Overview

Today, systems software runs on billions of devices across the globe, powering personal devices, cloud data centers, industrial machines, and healthcare equipment. As society becomes increasingly reliant on digital infrastructure, ensuring that computer systems are reliable and secure has become more important than ever.

This course focuses on understanding key challenges in building reliable and secure systems, and examines modern techniques to address them. Through reading and discussing research papers, as well as working on hands-on projects, students will learn how to analyze systems problems and explore ways to improve system reliability and security.

Prerequisite: COMP 530/730 (operating systems), COMP 734 (distributed systems), or equivalent background.



Course Info



Grading


Paper presentation

Each student will present and lead discussion for about several research papers over the semester. Assignments will be finalized by Week 2.

Presentations should be 30 minutes long, followed by a short Q&A. They should cover the paper's motivation, research question, key contributions, and main technical ideas. Presenters are also expected to respond to questions and help guide the discussion.

Students should create their own slides. Copying slides directly from the paper authors is not allowed and will affect the grade. It's acceptable to reuse figures or diagrams from the paper or its conference talk, as long as they are properly integrated.


Class participation

Participation is central to the course. Students are expected to attend all classes. One unexcused absence is allowed without prior notice; additional absences must be reported and approved.
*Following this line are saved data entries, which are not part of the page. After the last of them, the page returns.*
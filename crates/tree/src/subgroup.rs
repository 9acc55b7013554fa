//! Partitioning of large ordered collections into bounded subgroups.
//!
//! A collection of `count` elements under limit `L` is split into at most
//! `L` contiguous groups whose size is the smallest power of `L` that fits.
//! Each group is regrouped by the same rule when it is expanded, which yields
//! a balanced `L`-ary layer structure of depth `ceil(log_L(count))`.

use serde::{Deserialize, Serialize};
use std::ops::Range;

/// Maximum number of children a node exposes before its elements are grouped.
///
/// Zero disables grouping. A limit of one cannot bound anything (every group
/// would have to hold the whole collection again), so it is raised to two.
#[derive(Debug, Clone, Copy, Default, PartialEq, Eq, Hash, Serialize, Deserialize)]
#[serde(from = "u64", into = "u64")]
pub struct GroupLimit(u64);

impl GroupLimit {
    pub const DISABLED: GroupLimit = GroupLimit(0);

    pub const fn new(limit: u64) -> Self {
        if limit == 1 {
            Self(2)
        } else {
            Self(limit)
        }
    }

    pub const fn get(self) -> u64 {
        self.0
    }

    pub const fn is_disabled(self) -> bool {
        self.0 == 0
    }
}

impl From<u64> for GroupLimit {
    fn from(limit: u64) -> Self {
        Self::new(limit)
    }
}

impl From<GroupLimit> for u64 {
    fn from(limit: GroupLimit) -> Self {
        limit.0
    }
}

/// True if `count` children exceed the limit and grouping is enabled.
pub fn needs_subgrouping(limit: GroupLimit, count: u64) -> bool {
    !limit.is_disabled() && count > limit.get()
}

/// Number of elements covered by each subgroup (1 when no grouping applies).
pub fn subgroup_size(limit: GroupLimit, count: u64) -> u64 {
    if !needs_subgrouping(limit, count) {
        return 1;
    }
    let mut size = 1u64;
    while count.div_ceil(size) > limit.get() {
        size = size.saturating_mul(limit.get());
    }
    size
}

/// Number of immediate children for a collection of `count` elements.
pub fn subgroup_count(limit: GroupLimit, count: u64) -> u64 {
    count.div_ceil(subgroup_size(limit, count))
}

/// Half-open element range covered by the `i`th subgroup.
pub fn subgroup_range(limit: GroupLimit, count: u64, i: u64) -> Range<u64> {
    let size = subgroup_size(limit, count);
    let start = i.saturating_mul(size).min(count);
    let end = start.saturating_add(size).min(count);
    start..end
}

/// All subgroup ranges of a collection, in order.
pub fn subgroups(limit: GroupLimit, count: u64) -> impl Iterator<Item = Range<u64>> {
    let size = subgroup_size(limit, count);
    (0..count.div_ceil(size)).map(move |i| {
        let start = i * size;
        start..start.saturating_add(size).min(count)
    })
}

/// Display label of a subgroup: absolute, inclusive bounds.
pub fn subgroup_name(offset: u64, range: &Range<u64>) -> String {
    format!(
        "[{} - {}]",
        offset + range.start,
        offset + range.end.saturating_sub(1)
    )
}
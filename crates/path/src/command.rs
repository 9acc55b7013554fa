use serde::{Deserialize, Serialize};
use std::fmt;
use std::sync::Arc;

/// Identifier of a loaded capture (as handed out by the capture loader)
#[derive(Debug, Clone, PartialEq, Eq, Hash, PartialOrd, Ord, Serialize, Deserialize)]
#[serde(transparent)]
pub struct CaptureId(Arc<str>);

impl CaptureId {
    pub fn new(id: impl AsRef<str>) -> Self {
        Self(Arc::from(id.as_ref()))
    }

    pub fn as_str(&self) -> &str {
        &self.0
    }
}

impl fmt::Display for CaptureId {
    fn fmt(&self, f: &mut fmt::Formatter<'_>) -> fmt::Result {
        f.write_str(&self.0)
    }
}

impl From<&str> for CaptureId {
    fn from(value: &str) -> Self {
        Self::new(value)
    }
}

/// The state of a capture after a recorded command has executed.
///
/// `command` holds one index per nesting level: `[12]` is the twelfth
/// top-level command, `[12, 3]` the third sub-command issued by it.
#[derive(Debug, Clone, PartialEq, Eq, Hash, Serialize, Deserialize)]
pub struct StateAfter {
    pub capture: CaptureId,
    pub command: Vec<u64>,
}

impl StateAfter {
    pub fn new(capture: impl Into<CaptureId>, command: Vec<u64>) -> Self {
        Self {
            capture: capture.into(),
            command,
        }
    }

    /// True when the address descends into sub-commands.
    #[must_use]
    pub fn is_nested(&self) -> bool {
        self.command.len() > 1
    }

    /// Index of the top-level command, if any.
    #[must_use]
    pub fn top_level_command(&self) -> Option<u64> {
        self.command.first().copied()
    }
}

impl fmt::Display for StateAfter {
    fn fmt(&self, f: &mut fmt::Formatter<'_>) -> fmt::Result {
        write!(f, "after({}, [", self.capture)?;
        for (i, idx) in self.command.iter().enumerate() {
            if i > 0 {
                f.write_str(", ")?;
            }
            write!(f, "{idx}")?;
        }
        f.write_str("])")
    }
}
//! Ticker universe sources: an inline list or a symbols file.

use crate::domain::error::GrowthfolioError;
use crate::domain::universe::{parse_tickers, Universe};
use crate::ports::universe_port::UniverseSource;
use std::fs;
use std::path::PathBuf;

/// Tickers given inline, e.g. `tickers = AAPL, MSFT` in the config.
pub struct ListUniverseSource {
    tickers: String,
}

impl ListUniverseSource {
    pub fn new(tickers: impl Into<String>) -> Self {
        Self {
            tickers: tickers.into(),
        }
    }
}

impl UniverseSource for ListUniverseSource {
    fn universe(&self) -> Result<Universe, GrowthfolioError> {
        Ok(parse_tickers(&self.tickers)?)
    }
}

/// Symbols file, one ticker per line or comma separated. Lines starting with
/// `#` are comments.
pub struct FileUniverseSource {
    path: PathBuf,
}

impl FileUniverseSource {
    pub fn new(path: PathBuf) -> Self {
        Self { path }
    }
}

impl UniverseSource for FileUniverseSource {
    fn universe(&self) -> Result<Universe, GrowthfolioError> {
        let content = fs::read_to_string(&self.path)?;
        let body: String = content
            .lines()
            .map(str::trim)
            .filter(|line| !line.is_empty() && !line.starts_with('#'))
            .collect::<Vec<_>>()
            .join("\n");
        Ok(parse_tickers(&body)?)
    }
}
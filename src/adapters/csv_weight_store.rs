//! Weight table persisted as CSV.
//!
//! ```text
//! ticker,weights
//! AAPL,0.1873
//! MSFT,-0.0412
//! ```
//!
//! The reader takes the ticker from the first column, upper-cased like the
//! universe, and finds the weight column by its `weights` header, so tables
//! with extra columns still load.
//! Writes go to a temporary file in the same directory that is then renamed
//! over the table; readers never observe a partial table.

use crate::domain::error::GrowthfolioError;
use crate::domain::weights::WeightVector;
use crate::ports::weight_store::WeightStore;
use serde::Serialize;
use std::collections::BTreeMap;
use std::io::{self, Write};
use std::path::{Path, PathBuf};
use tempfile::NamedTempFile;
use tracing::info;

const WEIGHT_COLUMN: &str = "weights";

#[derive(Serialize)]
struct WeightRow<'a> {
    ticker: &'a str,
    weights: f64,
}

pub struct CsvWeightStore {
    path: PathBuf,
}

impl CsvWeightStore {
    pub fn new(path: PathBuf) -> Self {
        Self { path }
    }

    pub fn path(&self) -> &Path {
        &self.path
    }

    fn table_error(&self, reason: impl Into<String>) -> GrowthfolioError {
        GrowthfolioError::WeightTable {
            path: self.path.display().to_string(),
            reason: reason.into(),
        }
    }
}

impl WeightStore for CsvWeightStore {
    fn load(&self) -> Result<Option<WeightVector>, GrowthfolioError> {
        let mut rdr = match csv::Reader::from_path(&self.path) {
            Ok(rdr) => rdr,
            Err(e) => {
                return match e.kind() {
                    csv::ErrorKind::Io(io) if io.kind() == io::ErrorKind::NotFound => Ok(None),
                    _ => Err(self.table_error(e.to_string())),
                };
            }
        };

        let headers = rdr
            .headers()
            .map_err(|e| self.table_error(format!("CSV header error: {}", e)))?
            .clone();
        let weight_col = headers
            .iter()
            .position(|h| h.trim() == WEIGHT_COLUMN)
            .ok_or_else(|| self.table_error(format!("missing {} column", WEIGHT_COLUMN)))?;

        let mut weights = BTreeMap::new();
        for (line, result) in rdr.records().enumerate() {
            let record = result.map_err(|e| self.table_error(format!("CSV parse error: {}", e)))?;
            let ticker = record.get(0).unwrap_or_default().trim().to_uppercase();
            if ticker.is_empty() {
                continue;
            }
            let raw = record.get(weight_col).unwrap_or_default().trim();
            let weight: f64 = raw.parse().map_err(|_| {
                self.table_error(format!("row {}: invalid weight {:?} for {}", line + 2, raw, ticker))
            })?;
            weights.insert(ticker, weight);
        }

        Ok(Some(WeightVector::from_table(weights)))
    }

    fn save(&self, weights: &WeightVector) -> Result<(), GrowthfolioError> {
        let dir = match self.path.parent() {
            Some(p) if !p.as_os_str().is_empty() => p.to_path_buf(),
            _ => PathBuf::from("."),
        };
        std::fs::create_dir_all(&dir)?;

        let mut tmp = NamedTempFile::new_in(&dir)?;
        {
            let mut wtr = csv::WriterBuilder::new()
                .has_headers(false)
                .from_writer(tmp.as_file_mut());
            wtr.write_record(["ticker", WEIGHT_COLUMN])
                .map_err(|e| self.table_error(e.to_string()))?;
            for (ticker, weight) in weights.iter() {
                wtr.serialize(WeightRow {
                    ticker,
                    weights: weight,
                })
                .map_err(|e| self.table_error(e.to_string()))?;
            }
            wtr.flush()?;
        }
        tmp.as_file_mut().flush()?;
        tmp.persist(&self.path)
            .map_err(|e| self.table_error(e.to_string()))?;

        info!(path = %self.path.display(), tickers = weights.len(), "wrote weight table");
        Ok(())
    }
}
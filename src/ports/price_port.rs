//! Price-retrieval collaborator port.

use crate::domain::error::GrowthfolioError;
use crate::domain::price::PriceSeries;
use chrono::NaiveDate;

pub trait PricePort {
    /// Adjusted-close history for `ticker` within `[start, end]`, ordered by date.
    fn history(
        &self,
        ticker: &str,
        start: NaiveDate,
        end: NaiveDate,
    ) -> Result<PriceSeries, GrowthfolioError>;
}
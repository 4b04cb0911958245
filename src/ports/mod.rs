//! Port traits for the external collaborators the pipeline consumes.

pub mod config_port;
pub mod growth_cache;
pub mod growth_port;
pub mod price_port;
pub mod universe_port;
pub mod weight_store;
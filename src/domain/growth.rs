//! Growth inference across the ticker universe.
//!
//! Drives the external [`GrowthPort`] once per ticker and collects a
//! ticker -> optional growth mapping. A failed or non-finite estimate becomes
//! an absent value for that ticker; it never aborts the batch.

use crate::domain::error::GrowthfolioError;
use crate::domain::universe::{SkipReason, SkippedTicker, Universe};
use crate::ports::growth_cache::GrowthCache;
use crate::ports::growth_port::GrowthPort;
use rayon::prelude::*;
use std::collections::BTreeMap;
use tracing::{debug, info, warn};

/// Ticker -> growth estimate, `None` where no usable estimate exists.
#[derive(Debug, Clone, Default, PartialEq)]
pub struct GrowthMapping {
    estimates: BTreeMap<String, Option<f64>>,
}

impl GrowthMapping {
    pub fn get(&self, ticker: &str) -> Option<Option<f64>> {
        self.estimates.get(ticker).copied()
    }

    pub fn len(&self) -> usize {
        self.estimates.len()
    }

    pub fn is_empty(&self) -> bool {
        self.estimates.is_empty()
    }

    pub fn iter(&self) -> impl Iterator<Item = (&str, Option<f64>)> {
        self.estimates.iter().map(|(t, g)| (t.as_str(), *g))
    }

    /// Tickers with a present estimate, in ticker order.
    pub fn present(&self) -> impl Iterator<Item = (&str, f64)> {
        self.estimates
            .iter()
            .filter_map(|(t, g)| g.map(|g| (t.as_str(), g)))
    }

    pub fn missing(&self) -> Vec<&str> {
        self.estimates
            .iter()
            .filter(|(_, g)| g.is_none())
            .map(|(t, _)| t.as_str())
            .collect()
    }

    /// True when every ticker of `universe` has an entry (present or absent).
    pub fn covers(&self, universe: &Universe) -> bool {
        universe
            .tickers()
            .iter()
            .all(|t| self.estimates.contains_key(t))
    }

    /// Present estimates, highest growth first.
    pub fn ranked_desc(&self) -> Vec<(String, f64)> {
        let mut ranked: Vec<(String, f64)> = self
            .present()
            .map(|(t, g)| (t.to_string(), g))
            .collect();
        ranked.sort_by(|a, b| b.1.total_cmp(&a.1).then_with(|| a.0.cmp(&b.0)));
        ranked
    }
}

impl FromIterator<(String, Option<f64>)> for GrowthMapping {
    fn from_iter<I: IntoIterator<Item = (String, Option<f64>)>>(iter: I) -> Self {
        Self {
            estimates: iter.into_iter().collect(),
        }
    }
}

#[derive(Debug, Clone)]
pub struct GrowthInference {
    pub mapping: GrowthMapping,
    pub skipped: Vec<SkippedTicker>,
    pub from_cache: bool,
}

fn estimate_one(port: &dyn GrowthPort, ticker: &str) -> Result<f64, SkipReason> {
    match port.estimate(ticker) {
        Ok(Some(g)) if g.is_finite() => Ok(g),
        Ok(Some(_)) => Err(SkipReason::NonFiniteEstimate),
        Ok(None) => Err(SkipReason::MissingEstimate),
        Err(e) => Err(SkipReason::RetrievalFailed(e.to_string())),
    }
}

/// Estimates growth for every ticker in `universe`.
///
/// Work is batched by first letter; with `parallel` each batch fans out over
/// the rayon pool. The resulting mapping covers the whole universe either way.
pub fn infer_growth(port: &dyn GrowthPort, universe: &Universe, parallel: bool) -> GrowthInference {
    let mut estimates = BTreeMap::new();
    let mut skipped = Vec::new();

    for (letter, batch) in universe.batches_by_letter() {
        debug!(%letter, tickers = batch.len(), "estimating growth batch");

        let outcomes: Vec<(&str, Result<f64, SkipReason>)> = if parallel {
            batch
                .par_iter()
                .map(|&t| (t, estimate_one(port, t)))
                .collect()
        } else {
            batch.iter().map(|&t| (t, estimate_one(port, t))).collect()
        };

        for (ticker, outcome) in outcomes {
            match outcome {
                Ok(g) => {
                    estimates.insert(ticker.to_string(), Some(g));
                }
                Err(reason) => {
                    warn!(%ticker, %reason, "excluding ticker from weighting");
                    estimates.insert(ticker.to_string(), None);
                    skipped.push(SkippedTicker {
                        ticker: ticker.to_string(),
                        reason,
                    });
                }
            }
        }
    }

    info!(
        tickers = universe.count(),
        estimated = universe.count() - skipped.len(),
        "growth inference complete"
    );

    GrowthInference {
        mapping: GrowthMapping { estimates },
        skipped,
        from_cache: false,
    }
}

/// Like [`infer_growth`], but serves and fills `cache` under the universe key.
///
/// A cached mapping that does not cover the universe is ignored and replaced.
pub fn infer_growth_cached(
    port: &dyn GrowthPort,
    cache: &dyn GrowthCache,
    universe: &Universe,
    parallel: bool,
) -> Result<GrowthInference, GrowthfolioError> {
    let key = universe.key();

    if let Some(mapping) = cache.get(&key)? {
        if mapping.covers(universe) {
            info!(%key, tickers = mapping.len(), "using cached growth estimates");
            let skipped = mapping
                .missing()
                .into_iter()
                .map(|t| SkippedTicker {
                    ticker: t.to_string(),
                    reason: SkipReason::MissingEstimate,
                })
                .collect();
            return Ok(GrowthInference {
                mapping,
                skipped,
                from_cache: true,
            });
        }
        warn!(%key, "cached growth estimates do not cover universe, recomputing");
    }

    let inference = infer_growth(port, universe, parallel);
    cache.put(&key, &inference.mapping)?;
    Ok(inference)
}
Everyone is expected to engage actively during discussions---by asking questions, offering thoughts, or responding to others. The classroom should remain inclusive and respectful.


Research project

The course includes a semester-long team project on a topic related to system reliability or security. Projects are done in teams of two or three. Students who wish to work individually must request approval from the instructor. Teams should be formed by Week 2; the instructor will help with team formation if needed.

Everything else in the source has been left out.